In schmutzigen, tristen Farben erzählt der Film die komplexe Geschichte mehrerer Parteien, die durch den Tod einer schwangeren Unbekannten zusammengeführt werden. Die Kameraarbeit ist dabei von exzellenter Qualität - da werden fahrende Schwenks über Brücken geführt, intensive Nahaufnahmen der Protagonisten eingefangen und der Geschichte durch dynamische Fahrten eine treibende Rhythmik gegeben. Auch der zurückhaltende Musikeinsatz verleiht dem Film eine packende Atmosphäre, die die düsteren Handlungselemente gekonnt untermalt.

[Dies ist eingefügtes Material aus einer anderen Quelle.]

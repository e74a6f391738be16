//! Deterministic mock backend
//!
//! Replays a fixed script of content fragments with an artificial delay,
//! rendered as Ollama-style NDJSON frames so the full assembler, decoder
//! and driver pipeline is exercised without any real I/O.

use crate::ollama::OllamaDecoder;
use crate::streaming::{drive_stream, DeltaEmitter, ScriptedChunkStream};
use crate::types::*;
use crate::{LLMClient, StreamingCallback};
use anyhow::Result;
use async_trait::async_trait;
use std::sync::Mutex;
use std::time::Duration;
use tokio_util::sync::CancellationToken;

const DEFAULT_DELAY: Duration = Duration::from_millis(17);

pub struct MockClient {
    script: Vec<String>,
    delay: Duration,
    estimator: Box<dyn TokenEstimator>,
    cancel: Mutex<CancellationToken>,
}

impl MockClient {
    pub fn new() -> Self {
        Self::with_script(
            vec![
                "This is ".to_string(),
                "a scripted ".to_string(),
                "mock response.".to_string(),
            ],
            DEFAULT_DELAY,
        )
    }

    pub fn with_script(script: Vec<String>, delay: Duration) -> Self {
        Self {
            script,
            delay,
            estimator: Box::new(HeuristicEstimator),
            cancel: Mutex::new(CancellationToken::new()),
        }
    }

    fn render_chunks(&self) -> Vec<Vec<u8>> {
        let mut chunks: Vec<Vec<u8>> = self
            .script
            .iter()
            .map(|piece| {
                format!(
                    "{}\n",
                    serde_json::json!({"message": {"content": piece}, "done": false})
                )
                .into_bytes()
            })
            .collect();
        chunks.push(format!("{}\n", serde_json::json!({"done": true})).into_bytes());
        chunks
    }

    fn fresh_cancel_token(&self) -> CancellationToken {
        let token = CancellationToken::new();
        *self.cancel.lock().unwrap() = token.clone();
        token
    }
}

impl Default for MockClient {
    fn default() -> Self {
        Self::new()
    }
}

#[async_trait]
impl LLMClient for MockClient {
    async fn send_streaming_request(
        &self,
        _request: ChatRequest,
        callback: &StreamingCallback,
    ) -> Result<String> {
        let cancel = self.fresh_cancel_token();
        let mut emitter = DeltaEmitter::new(callback, self.estimator.as_ref());
        let stream = ScriptedChunkStream::new(self.render_chunks(), self.delay);
        let mut decoder = OllamaDecoder::default();
        drive_stream(stream, &mut decoder, &mut emitter, &cancel, None).await
    }

    fn cancel_request(&self) {
        self.cancel.lock().unwrap().cancel();
    }
}

#[cfg(test)]
mod tests {
    use super::*;
    use crate::StreamDelta;
    use std::sync::Arc;

    fn collecting_callback() -> (StreamingCallback, Arc<Mutex<Vec<StreamDelta>>>) {
        let deltas: Arc<Mutex<Vec<StreamDelta>>> = Arc::new(Mutex::new(Vec::new()));
        let sink = deltas.clone();
        let callback: StreamingCallback = Box::new(move |delta| {
            sink.lock().unwrap().push(delta.clone());
            Ok(())
        });
        (callback, deltas)
    }

    #[tokio::test]
    async fn replays_script_deterministically() {
        let client = MockClient::with_script(
            vec!["one ".to_string(), "two ".to_string(), "three".to_string()],
            Duration::from_millis(1),
        );

        for _ in 0..2 {
            let (callback, deltas) = collecting_callback();
            let content = client
                .send_streaming_request(ChatRequest::default(), &callback)
                .await
                .unwrap();

            assert_eq!(content, "one two three");
            let deltas = deltas.lock().unwrap();
            let contents: Vec<&str> = deltas.iter().map(|d| d.content.as_str()).collect();
            assert_eq!(contents, vec!["one ", "one two ", "one two three", "one two three"]);
            assert_eq!(deltas.iter().filter(|d| d.is_complete).count(), 1);
            assert!(deltas.last().unwrap().is_complete);
        }
    }

    #[tokio::test]
    async fn buffered_send_returns_final_content() {
        let client = MockClient::with_script(
            vec!["buffered".to_string()],
            Duration::from_millis(1),
        );
        let content = client.send_request(ChatRequest::default()).await.unwrap();
        assert_eq!(content, "buffered");
    }
}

Hauptträger der Handlung sind jedoch die hervorragenden Darsteller. Neben Mortensen spielen Naomi Watts, Vincent Cassel und Armin Mueller-Stahl die wichtigsten Protagonisten - und sie lassen den Film erst wirklich intensiv werden. Ob Watts als mutige Hebamme, Cassel als emotionsloser Mafia-Killer oder Mueller-Stahl als erhabener, eiskalt berechnender Pate: Der Cast von "Tödliche Versprechen" spielt ausdrucksstark, überzeugend und mitunter sehr verstörend. Insbesondere Cassel verleiht seiner Figur eine tödliche Kälte, die seine Handlungen unberechenbar und gefährlich macht. Und Mortensen gibt den unnahbaren Mafia-Schergen, unter dessen unbewegter Oberfläche sich allmählich Verständnis und Mitgefühl regen, mit einer klinischen Präzision, die Gänsehaut bereiten kann.

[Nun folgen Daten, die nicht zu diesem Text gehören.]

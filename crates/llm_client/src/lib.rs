//! Streaming LLM client abstraction for local model servers
//!
//! This crate implements:
//! - Common interface for chat backends via the LLMClient trait
//! - Support for Ollama (NDJSON) and LM Studio / OpenAI-compatible (SSE) servers
//! - Frame reassembly from arbitrarily chunked transport reads
//! - Cumulative delta streaming with cancellation and optional deadlines
//! - A deterministic mock backend for tests and offline development


mod utils;

pub mod factory;
pub mod framing;
pub mod mock;
pub mod ollama;
pub mod openai;
pub mod streaming;
pub mod types;

pub use factory::{create_client, ClientConfig, ServiceType};
pub use mock::MockClient;
pub use ollama::OllamaClient;
pub use openai::OpenAIClient;
pub use types::*;

use anyhow::Result;
use async_trait::async_trait;

/// Snapshot of an in-progress response, handed to the caller once per
/// decoded frame and exactly once more with `is_complete` set.
///
/// `content` is cumulative: each delta carries the full text received so
/// far, never a diff, so content length is monotonically non-decreasing
/// across callbacks for a single request.
#[derive(Debug, Clone, Default, PartialEq)]
pub struct StreamDelta {
    pub content: String,
    pub is_complete: bool,
    /// Wall time elapsed since the request was sent
    pub response_time_ms: Option<u64>,
    /// Best-effort token estimate for the content so far
    pub token_count: Option<u32>,
}

pub type StreamingCallback = Box<dyn Fn(&StreamDelta) -> Result<()> + Send + Sync>;

/// Trait for the different chat backend implementations
///
/// A client handles one logical stream per chat turn. Callers must not
/// pipeline concurrent sends on the same client; a new send assumes the
/// previous request already completed or was cancelled.
#[async_trait]
pub trait LLMClient: Send + Sync {
    /// Sends the conversation history and streams the response through
    /// `callback`. Resolves to the final accumulated content.
    async fn send_streaming_request(
        &self,
        request: ChatRequest,
        callback: &StreamingCallback,
    ) -> Result<String>;

    /// Buffered convenience: drives the streaming path to completion and
    /// returns only the final content.
    async fn send_request(&self, request: ChatRequest) -> Result<String> {
        let callback: StreamingCallback = Box::new(|_| Ok(()));
        self.send_streaming_request(request, &callback).await
    }

    /// Aborts the in-flight request, closing the underlying connection.
    /// Idempotent; cancelling a completed or already-cancelled request is
    /// a no-op.
    fn cancel_request(&self);
}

"Tödliche Versprechen" ist dabei auf den ersten Blick zu Cronenbergs späterer Schaffensphase zuzuordnen: Die stilistische Inszenierung ist elegant wie selten zuvor, selbst die überraschendsten Wendungen kommen mit einer überlegenen Ruhe und Ausgeglichenheit daher, die ihre Wirkung nur noch mehr verstärkt, und die deftigen, für Cronenberg-Verhältnisse aber zurückhaltenden Gewaltszenen sind punktuell eingesetzt und dienen niemals bloßem Selbstzweck.

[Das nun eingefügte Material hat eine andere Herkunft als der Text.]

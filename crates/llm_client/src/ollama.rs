use crate::framing::Framing;
use crate::streaming::{drive_stream, DeltaEmitter, FrameDecoder, FrameEvent, HttpChunkStream};
use crate::types::*;
use crate::{utils, LLMClient, StreamingCallback};
use anyhow::Result;
use async_trait::async_trait;
use reqwest::Client;
use serde::{Deserialize, Serialize};
use std::sync::Mutex;
use std::time::Duration;
use tokio_util::sync::CancellationToken;
use tracing::{debug, warn};

#[derive(Debug, Serialize)]
struct OllamaRequest {
    model: String,
    messages: Vec<OllamaMessage>,
    stream: bool,
    #[serde(skip_serializing_if = "Option::is_none")]
    options: Option<OllamaOptions>,
}

#[derive(Debug, Serialize)]
struct OllamaOptions {
    #[serde(skip_serializing_if = "Option::is_none")]
    temperature: Option<f32>,
    #[serde(skip_serializing_if = "Option::is_none")]
    num_predict: Option<u32>,
}

#[derive(Debug, Serialize, Deserialize, Default)]
struct OllamaMessage {
    #[serde(default)]
    role: String,
    #[serde(default)]
    content: String,
    #[serde(default, skip_serializing_if = "Option::is_none")]
    images: Option<Vec<String>>,
}

/// One NDJSON line of a streamed `/api/chat` response
#[derive(Debug, Deserialize)]
struct OllamaStreamFrame {
    #[serde(default)]
    message: Option<OllamaMessage>,
    #[serde(default)]
    done: bool,
}

/// Decodes Ollama's per-line content diffs into cumulative snapshots
#[derive(Default)]
pub(crate) struct OllamaDecoder {
    content: String,
}

impl FrameDecoder for OllamaDecoder {
    fn framing(&self) -> Framing {
        Framing::Lines
    }

    fn decode(&mut self, frame: &str) -> Vec<FrameEvent> {
        let parsed: OllamaStreamFrame = match serde_json::from_str(frame) {
            Ok(parsed) => parsed,
            Err(e) => {
                warn!("Dropping malformed Ollama frame '{}': {}", frame, e);
                return Vec::new();
            }
        };

        let mut events = Vec::new();
        if let Some(message) = parsed.message {
            if !message.content.is_empty() {
                self.content.push_str(&message.content);
                events.push(FrameEvent::Delta(self.content.clone()));
            }
        }
        if parsed.done {
            events.push(FrameEvent::Done);
        }
        events
    }
}

pub struct OllamaClient {
    client: Client,
    base_url: String,
    model: String,
    system_prompt: Option<String>,
    temperature: Option<f32>,
    max_tokens: Option<u32>,
    request_timeout: Option<Duration>,
    estimator: Box<dyn TokenEstimator>,
    cancel: Mutex<CancellationToken>,
}

impl OllamaClient {
    pub fn default_base_url() -> String {
        "http://localhost:11434".to_string()
    }

    pub fn new(model: String, base_url: String) -> Self {
        Self {
            client: Client::new(),
            base_url,
            model,
            system_prompt: None,
            temperature: None,
            max_tokens: None,
            request_timeout: None,
            estimator: Box::new(HeuristicEstimator),
            cancel: Mutex::new(CancellationToken::new()),
        }
    }

    /// Default system prompt, used when the request carries none
    pub fn with_system_prompt(mut self, prompt: String) -> Self {
        self.system_prompt = Some(prompt);
        self
    }

    pub fn with_temperature(mut self, temperature: f32) -> Self {
        self.temperature = Some(temperature);
        self
    }

    pub fn with_max_tokens(mut self, max_tokens: u32) -> Self {
        self.max_tokens = Some(max_tokens);
        self
    }

    /// Deadline for the whole streamed read; rides the cancellation path
    pub fn with_request_timeout(mut self, timeout: Duration) -> Self {
        self.request_timeout = Some(timeout);
        self
    }

    pub fn with_token_estimator(mut self, estimator: Box<dyn TokenEstimator>) -> Self {
        self.estimator = estimator;
        self
    }

    fn get_url(&self) -> String {
        format!("{}/api/chat", self.base_url)
    }

    fn convert_message(message: &ChatMessage) -> OllamaMessage {
        let role = match message.role {
            MessageRole::System => "system",
            MessageRole::User => "user",
            MessageRole::Assistant => "assistant",
        }
        .to_string();

        match &message.content {
            MessageContent::Text(text) => OllamaMessage {
                role,
                content: text.clone(),
                images: None,
            },
            MessageContent::Structured(blocks) => {
                let mut content_parts = Vec::new();
                let mut images = Vec::new();
                for block in blocks {
                    match block {
                        ContentBlock::Text { text } => content_parts.push(text.clone()),
                        ContentBlock::Image { data, .. } => images.push(data.clone()),
                    }
                }
                OllamaMessage {
                    role,
                    content: content_parts.join("\n\n"),
                    images: if images.is_empty() {
                        None
                    } else {
                        Some(images)
                    },
                }
            }
        }
    }

    fn build_request(&self, request: &ChatRequest) -> OllamaRequest {
        let mut messages = Vec::new();

        if let Some(system) = request.system_prompt.as_ref().or(self.system_prompt.as_ref()) {
            messages.push(OllamaMessage {
                role: "system".to_string(),
                content: system.clone(),
                images: None,
            });
        }
        messages.extend(request.messages.iter().map(Self::convert_message));

        let options = if self.temperature.is_some() || self.max_tokens.is_some() {
            Some(OllamaOptions {
                temperature: self.temperature,
                num_predict: self.max_tokens,
            })
        } else {
            None
        };

        OllamaRequest {
            model: self.model.clone(),
            messages,
            stream: true,
            options,
        }
    }

    fn fresh_cancel_token(&self) -> CancellationToken {
        let token = CancellationToken::new();
        *self.cancel.lock().unwrap() = token.clone();
        token
    }
}

#[async_trait]
impl LLMClient for OllamaClient {
    async fn send_streaming_request(
        &self,
        request: ChatRequest,
        callback: &StreamingCallback,
    ) -> Result<String> {
        let cancel = self.fresh_cancel_token();
        let body = serde_json::to_value(self.build_request(&request))?;
        debug!("Sending request to Ollama: '{}'", body);

        let mut emitter = DeltaEmitter::new(callback, self.estimator.as_ref());

        let response = match self.client.post(self.get_url()).json(&body).send().await {
            Ok(response) => response,
            Err(e) => {
                emitter.finish("")?;
                return Err(ApiError::NetworkError(e.to_string()).into());
            }
        };
        let response = match utils::check_response_error(response).await {
            Ok(response) => response,
            Err(e) => {
                emitter.finish("")?;
                return Err(e);
            }
        };

        let mut decoder = OllamaDecoder::default();
        drive_stream(
            HttpChunkStream::new(response),
            &mut decoder,
            &mut emitter,
            &cancel,
            self.request_timeout,
        )
        .await
    }

    fn cancel_request(&self) {
        self.cancel.lock().unwrap().cancel();
    }
}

Und dennoch bleibt der Film wohl eines der schwächsten Werke Cronenbergs: Trotz der finsteren Story und zynischer Figuren erreicht "Tödliche Versprechen" nie die Intensität und Grausigkeit früherer Filme. Auch wirkt das Rundum-Happy-End fehl am Platze und Cassels finale Charakterwandlung kommt zu plötzlich und unglaubwürdig. Und dass angesichts des Milieus einige Russen-Klischees bedient werden, ist vielleicht kaum zu umgehen, bleibt aber nichtsdestotrotz ärgerlich. Dennoch unterhält der Film als packender und blutiger Gangster-Thriller, der eine dreckige Welt zeigt, in der gemeine Menschen schreckliche Dinge tun - ein Hauch harter Wirklichkeit durchdringt beinahe jedes Bild, was auch Zuschauer begeistern mag, denen Cronenbergs frühere Werke unbekannt sind. Anschauen lohnt sich auf jeden Fall.